3. Notice how you make others feel
A key part of leadership is how you communicate ideas, plans and emotions with others. Whether or not you have a team reporting to you, work requires that we consistently negotiate with others to make bigger things happen than we could do on our own. It’s not enough to have the best ideas in the room if you can’t convey them in a way that gets others on board. Emotional intelligence does matter and the first step is regularly taking stock of how you impact others. Do others agree to help you even though it adds to their long to-do list? Do you get quick responses to your emails and Slacks? When you speak in meetings do you see nods and interest or crossed arms and inattention? One of the biggest signs that your leadership intelligence needs attention is when you struggle to enroll others in your vision and plans, big and small. So start looking around you during your work day and noting, how are others responding to you at work and is that working for you? If not, pay special attention to recommendations 2 and 4.
4. Continue to invest in your network
Your network is your personal gold. Your network can give you feedback when you’re struggling, help you to brainstorm new ideas, and provide a new set of resources you might not know about. I’ve learned so much how to build a great network from Michael Melcher’s new book “The Invisible Network” and one key idea stands out – you should be investing in your network weekly and not just when you’re mobilizing for a job search. Pay it forward and be a resource to others around you first, paying that positive energy forward will create the strong network to support your own growth as well. (And for my eMBA students, that means staying in touch with your cohort – make the time to keep those connections!)
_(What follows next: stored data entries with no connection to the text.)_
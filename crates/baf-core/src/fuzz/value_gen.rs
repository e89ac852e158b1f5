//! Random JSON value generation bounded by a [`FuzzerSetting`].
//!
//! Integers and floats use a boundary-heavy distribution (~40% exact
//! boundaries, the rest uniform). Strings come from the setting's alphabet,
//! optionally mixed with SQL or Gremlin injection strings. Lists and
//! dictionaries nest up to the setting's "Iteration deep" level.

use rand::rngs::StdRng;
use rand::seq::SliceRandom;
use rand::{Rng, SeedableRng};
use serde_json::{Map, Number, Value};

use baf_types::FuzzerSetting;

use super::{PayloadGenerator, ValueKind};

/// Alphabet used when a setting leaves a character set empty.
const FALLBACK_CHARACTERS: &str = "abcdefghijklmnopqrstuvwxyzABCDEFGHIJKLMNOPQRSTUVWXYZ0123456789";

/// Random key attempts before a colliding key gets extended instead.
const MAX_KEY_ATTEMPTS: usize = 64;

/// Chance that an enabled injection list supplies a string value.
const INJECTION_PROBABILITY: f64 = 0.25;

/// Chance that an enabled NaN/Inf token replaces a float.
const NON_FINITE_PROBABILITY: f64 = 0.1;

/// Random payload generator driven by one fuzzer setting.
pub struct RandomPayloadGenerator {
    rng: StdRng,
    setting: FuzzerSetting,
    key_chars: Vec<char>,
    string_chars: Vec<char>,
}

impl RandomPayloadGenerator {
    /// Create a new generator with the given setting and seed.
    pub fn new(setting: FuzzerSetting, seed: u64) -> Self {
        let rng = StdRng::seed_from_u64(seed);
        let key_chars = alphabet(&setting.dict_characters);
        let string_chars = alphabet(&setting.string_characters);
        Self {
            rng,
            setting,
            key_chars,
            string_chars,
        }
    }

    fn generate_value(&mut self, kinds: &[ValueKind], depth: usize) -> Value {
        let at_depth_limit = depth >= self.setting.iteration_deep;
        let allowed: Vec<ValueKind> = kinds
            .iter()
            .copied()
            .filter(|k| !(at_depth_limit && k.is_container()))
            .collect();

        let Some(&kind) = allowed.choose(&mut self.rng) else {
            // Only containers were requested and the depth limit is reached.
            return match kinds.first() {
                Some(ValueKind::List) => Value::Array(Vec::new()),
                Some(ValueKind::Dict) => Value::Object(Map::new()),
                _ => Value::Null,
            };
        };

        match kind {
            ValueKind::Null => Value::Null,
            ValueKind::Bool => Value::Bool(self.rng.gen_bool(0.5)),
            ValueKind::Integer => Value::Number(self.gen_integer().into()),
            ValueKind::Float => self.gen_float(),
            ValueKind::String => Value::String(self.gen_string()),
            ValueKind::List => self.gen_list(depth),
            ValueKind::Dict => self.gen_dict(depth),
        }
    }

    // ---- Scalars ----

    fn gen_integer(&mut self) -> i64 {
        if self.rng.gen_bool(0.4) {
            I64_BOUNDARIES[self.rng.gen_range(0..I64_BOUNDARIES.len())]
        } else {
            self.rng.gen()
        }
    }

    fn gen_float(&mut self) -> Value {
        let mut tokens: Vec<&str> = Vec::new();
        if self.setting.allow_nan {
            tokens.push("NaN");
        }
        if self.setting.allow_inf {
            tokens.extend(["Infinity", "-Infinity"]);
        }
        if !tokens.is_empty() && self.rng.gen_bool(NON_FINITE_PROBABILITY) {
            // JSON has no literal for non-finite numbers.
            let token = tokens[self.rng.gen_range(0..tokens.len())];
            return Value::String(token.to_string());
        }

        let value = if self.rng.gen_bool(0.4) {
            F64_BOUNDARIES[self.rng.gen_range(0..F64_BOUNDARIES.len())]
        } else {
            self.rng.gen_range(-1.0e6..1.0e6)
        };
        Number::from_f64(value)
            .map(Value::Number)
            .unwrap_or(Value::Null)
    }

    fn gen_string(&mut self) -> String {
        let mut pools: Vec<&'static [&'static str]> = Vec::new();
        if self.setting.sql_injection {
            pools.push(&SQL_INJECTION_STRINGS);
        }
        if self.setting.gremlin_injection {
            pools.push(&GREMLIN_INJECTION_STRINGS);
        }
        if !pools.is_empty() && self.rng.gen_bool(INJECTION_PROBABILITY) {
            let pool = pools[self.rng.gen_range(0..pools.len())];
            return pool[self.rng.gen_range(0..pool.len())].to_string();
        }

        let len = self.gen_len(self.setting.string_min_length, self.setting.string_max_length);
        (0..len)
            .map(|_| self.string_chars[self.rng.gen_range(0..self.string_chars.len())])
            .collect()
    }

    fn gen_key(&mut self) -> String {
        let len = self.gen_len(
            self.setting.dict_key_min_length,
            self.setting.dict_key_max_length,
        );
        // Zero-length keys are legal JSON but collide trivially; keep at least one char.
        (0..len.max(1))
            .map(|_| self.key_chars[self.rng.gen_range(0..self.key_chars.len())])
            .collect()
    }

    // ---- Containers ----

    fn gen_list(&mut self, depth: usize) -> Value {
        let len = self.gen_len(self.setting.list_min_length, self.setting.list_max_length);
        let items = (0..len)
            .map(|_| self.generate_value(&ValueKind::ALL, depth + 1))
            .collect();
        Value::Array(items)
    }

    fn gen_dict(&mut self, depth: usize) -> Value {
        let len = self.gen_len(self.setting.dict_min_length, self.setting.dict_max_length);
        let mut map = Map::new();
        for _ in 0..len {
            let key = self.generate_random_key_for_dict(&map);
            let value = self.generate_value(&ValueKind::ALL, depth + 1);
            map.insert(key, value);
        }
        Value::Object(map)
    }

    /// Length in `[min, max]`; swapped bounds are tolerated.
    fn gen_len(&mut self, min: usize, max: usize) -> usize {
        let (lo, hi) = if min <= max { (min, max) } else { (max, min) };
        self.rng.gen_range(lo..=hi)
    }
}

impl PayloadGenerator for RandomPayloadGenerator {
    fn generate_random_key_for_dict(&mut self, existing: &Map<String, Value>) -> String {
        let mut key = self.gen_key();
        for _ in 0..MAX_KEY_ATTEMPTS {
            if !existing.contains_key(&key) {
                return key;
            }
            key = self.gen_key();
        }
        // Key space of the configured length is (nearly) exhausted: grow the key.
        while existing.contains_key(&key) {
            key.push(self.key_chars[self.rng.gen_range(0..self.key_chars.len())]);
        }
        key
    }

    fn generate_random_payload(&mut self, restrict_types: Option<&[ValueKind]>) -> Value {
        let kinds: &[ValueKind] = match restrict_types {
            Some(kinds) if !kinds.is_empty() => kinds,
            _ => &ValueKind::ALL,
        };
        self.generate_value(kinds, 0)
    }
}

fn alphabet(characters: &str) -> Vec<char> {
    let chars: Vec<char> = characters.chars().collect();
    if chars.is_empty() {
        FALLBACK_CHARACTERS.chars().collect()
    } else {
        chars
    }
}

// ---- Boundary value tables ----

const I64_BOUNDARIES: [i64; 13] = [
    0,
    1,
    -1,
    127,
    -128,
    255,
    65_535,
    2_147_483_647,  // i32::MAX
    -2_147_483_648, // i32::MIN
    4_294_967_295,  // u32::MAX
    9_007_199_254_740_993, // 2^53 + 1, first integer a double cannot hold
    i64::MAX,
    i64::MIN,
];

const F64_BOUNDARIES: [f64; 8] = [
    0.0,
    -0.0,
    1.0,
    -1.0,
    f64::EPSILON,
    f64::MIN_POSITIVE,
    f64::MAX,
    f64::MIN,
];

const SQL_INJECTION_STRINGS: [&str; 6] = [
    "' OR '1'='1",
    "' OR 1=1 --",
    "'; DROP TABLE users; --",
    "\" OR \"\"=\"",
    "1; SELECT * FROM information_schema.tables",
    "admin'--",
];

const GREMLIN_INJECTION_STRINGS: [&str; 5] = [
    "g.V().drop()",
    "g.V().hasLabel('user').values('password')",
    "').drop().iterate();//",
    "g.E().count()",
    "1).sideEffect{ 'id'.execute() }",
];
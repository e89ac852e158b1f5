//! Lenient field decoders for test and fuzzer-setting files.
//!
//! Definition files are often exported from spreadsheets, so flags show up as
//! `"Yes"`/`"No"` and numbers as quoted strings. These helpers accept both the
//! typed and the textual form.

use serde::de::{self, Deserializer};
use serde::Deserialize;

#[derive(Deserialize)]
#[serde(untagged)]
enum FlagRepr {
    Bool(bool),
    Text(String),
}

#[derive(Deserialize)]
#[serde(untagged)]
enum NumberRepr {
    Number(u64),
    Text(String),
}

/// Parse a yes/no style flag. Unknown words are rejected rather than read as `false`.
pub fn parse_flag(text: &str) -> Option<bool> {
    match text.trim().to_lowercase().as_str() {
        "yes" | "y" | "true" | "1" | "on" | "enabled" => Some(true),
        "no" | "n" | "false" | "0" | "off" | "disabled" | "" => Some(false),
        _ => None,
    }
}

/// Deserialize a boolean given either as `true`/`false` or as a yes/no string.
pub fn yes_no<'de, D>(deserializer: D) -> Result<bool, D::Error>
where
    D: Deserializer<'de>,
{
    match FlagRepr::deserialize(deserializer)? {
        FlagRepr::Bool(b) => Ok(b),
        FlagRepr::Text(s) => {
            parse_flag(&s).ok_or_else(|| de::Error::custom(format!("expected yes/no, got '{s}'")))
        }
    }
}

/// Deserialize an unsigned number given either natively or as a decimal string.
pub fn lenient_u64<'de, D>(deserializer: D) -> Result<u64, D::Error>
where
    D: Deserializer<'de>,
{
    match NumberRepr::deserialize(deserializer)? {
        NumberRepr::Number(n) => Ok(n),
        NumberRepr::Text(s) => s
            .trim()
            .parse()
            .map_err(|_| de::Error::custom(format!("expected a number, got '{s}'"))),
    }
}

pub fn lenient_usize<'de, D>(deserializer: D) -> Result<usize, D::Error>
where
    D: Deserializer<'de>,
{
    let n = lenient_u64(deserializer)?;
    usize::try_from(n).map_err(|_| de::Error::custom(format!("{n} does not fit in usize")))
}

pub fn lenient_u16<'de, D>(deserializer: D) -> Result<u16, D::Error>
where
    D: Deserializer<'de>,
{
    let n = lenient_u64(deserializer)?;
    u16::try_from(n).map_err(|_| de::Error::custom(format!("{n} is not a valid status code")))
}

/// Treat empty strings as absent, so a blank "Fuzzer setting" cell means "no setting".
pub fn non_empty_string<'de, D>(deserializer: D) -> Result<Option<String>, D::Error>
where
    D: Deserializer<'de>,
{
    let value = Option::<String>::deserialize(deserializer)?;
    Ok(value.filter(|s| !s.trim().is_empty()))
}
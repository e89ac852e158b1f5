//! Addition of random items.
//!
//! For `how_many` in 1..=3, three independent trials each insert `how_many`
//! generated entries into a fresh copy of the payload: nine variants whatever
//! the payload size. Every new key is checked against the copy as it stands,
//! including keys added earlier in the same trial.

use serde_json::{Map, Value};
use tracing::debug;

use super::{PayloadGenerator, Strategy, Variant};

/// Largest number of keys added in one trial.
pub const MAX_ADDED_ITEMS: usize = 3;

/// Independent trials per added-key count.
pub const TRIALS_PER_COUNT: usize = 3;

/// Total number of addition variants.
pub const ADDITION_VARIANT_COUNT: usize = MAX_ADDED_ITEMS * TRIALS_PER_COUNT;

/// Lazy iterator over addition variants.
pub struct AdditionVariants<'a> {
    original: &'a Map<String, Value>,
    generator: &'a mut dyn PayloadGenerator,
    how_many: usize,
    trial: usize,
    iteration: usize,
}

impl<'a> AdditionVariants<'a> {
    pub fn new(original: &'a Map<String, Value>, generator: &'a mut dyn PayloadGenerator) -> Self {
        Self {
            original,
            generator,
            how_many: 1,
            trial: 1,
            iteration: 0,
        }
    }
}

impl Iterator for AdditionVariants<'_> {
    type Item = Variant;

    fn next(&mut self) -> Option<Variant> {
        if self.how_many > MAX_ADDED_ITEMS {
            return None;
        }

        let mut payload = self.original.clone();
        for n in 0..self.how_many {
            let key = self.generator.generate_random_key_for_dict(&payload);
            let value = self.generator.generate_random_payload(None);
            debug!(item = n, key = %key, "Adding item into the payload");
            payload.insert(key, value);
        }

        self.iteration += 1;
        let variant = Variant {
            strategy: Strategy::Add,
            iteration: self.iteration,
            payload: Value::Object(payload),
        };

        self.trial += 1;
        if self.trial > TRIALS_PER_COUNT {
            self.trial = 1;
            self.how_many += 1;
        }

        Some(variant)
    }

    fn size_hint(&self) -> (usize, Option<usize>) {
        let remaining = ADDITION_VARIANT_COUNT - self.iteration;
        (remaining, Some(remaining))
    }
}
//! Environment variable parsing utilities.
//!
//! Used for run configuration fallbacks (`BAF_ACCESS_TOKEN`, `BAF_DRY_RUN`)
//! and transport tuning (`BAF_HTTP_TIMEOUT_SECS`).
//!
//! # Example
//!
//! ```
//! use baf_types::env_utils::{env_bool, env_var_or};
//!
//! let timeout: u64 = env_var_or("BAF_HTTP_TIMEOUT_SECS", 30);
//! let dry_run = env_bool("BAF_DRY_RUN");
//! ```

use std::str::FromStr;

/// Parse an environment variable into a type that implements `FromStr`.
///
/// Returns `None` if the variable is not set or cannot be parsed.
pub fn env_var<T: FromStr>(key: &str) -> Option<T> {
    std::env::var(key).ok().and_then(|v| v.trim().parse().ok())
}

/// Parse an environment variable with a default value.
pub fn env_var_or<T: FromStr>(key: &str, default: T) -> T {
    env_var(key).unwrap_or(default)
}

/// Check if an environment variable is set to "1", "true", "yes", or "on" (case-insensitive).
pub fn env_bool(key: &str) -> bool {
    env_bool_or(key, false)
}

pub fn env_bool_or(key: &str, default: bool) -> bool {
    match std::env::var(key).ok() {
        Some(v) => matches!(v.trim().to_lowercase().as_str(), "1" | "true" | "yes" | "on"),
        None => default,
    }
}

/// Get an environment variable as a string, treating blank values as unset.
pub fn env_string(key: &str) -> Option<String> {
    std::env::var(key).ok().filter(|v| !v.trim().is_empty())
}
5. Do a yearly self-assessment of your leadership intelligence
For the eMBA program, my students have to do a comprehensive self-assessment, a SWOT-like appraisal of their personal strengths, weaknesses, values and opportunities for growth. They’ll tell you it’s a lot of work – and it is. But revisiting your self- assessment yearly gives you time to reflect, see where you have grown and check that the things you wanted to improve are still relevant for where you are now. Just as a daily reset allows you to show up as your best self during each day, a yearly self-assessment allows you to make sure that your attention and efforts are following your personal values and vision (and not anyone else’s!). To paraphrase the Cheshire cat in Alice in Wonderland, “If you don’t know where you’re going, any road will get you there.” Revisiting your yearly assessment is a great way to ensure that you know at least directionally where you want to go and that you are aligning your efforts towards that compass point.
Here’s a small self-assessment opportunity right here:
As you read my recommendations above, note which ones you are currently doing already. Is there one that spoke to you the loudest? Would you be willing to focus on that one for the next few months?
While I think these five recommendations for growing your leadership intelligence build on and support each other nicely, just start with one. And start small. Even small changes in your leadership intelligence can have outsize results in your workplace (and life) effectiveness.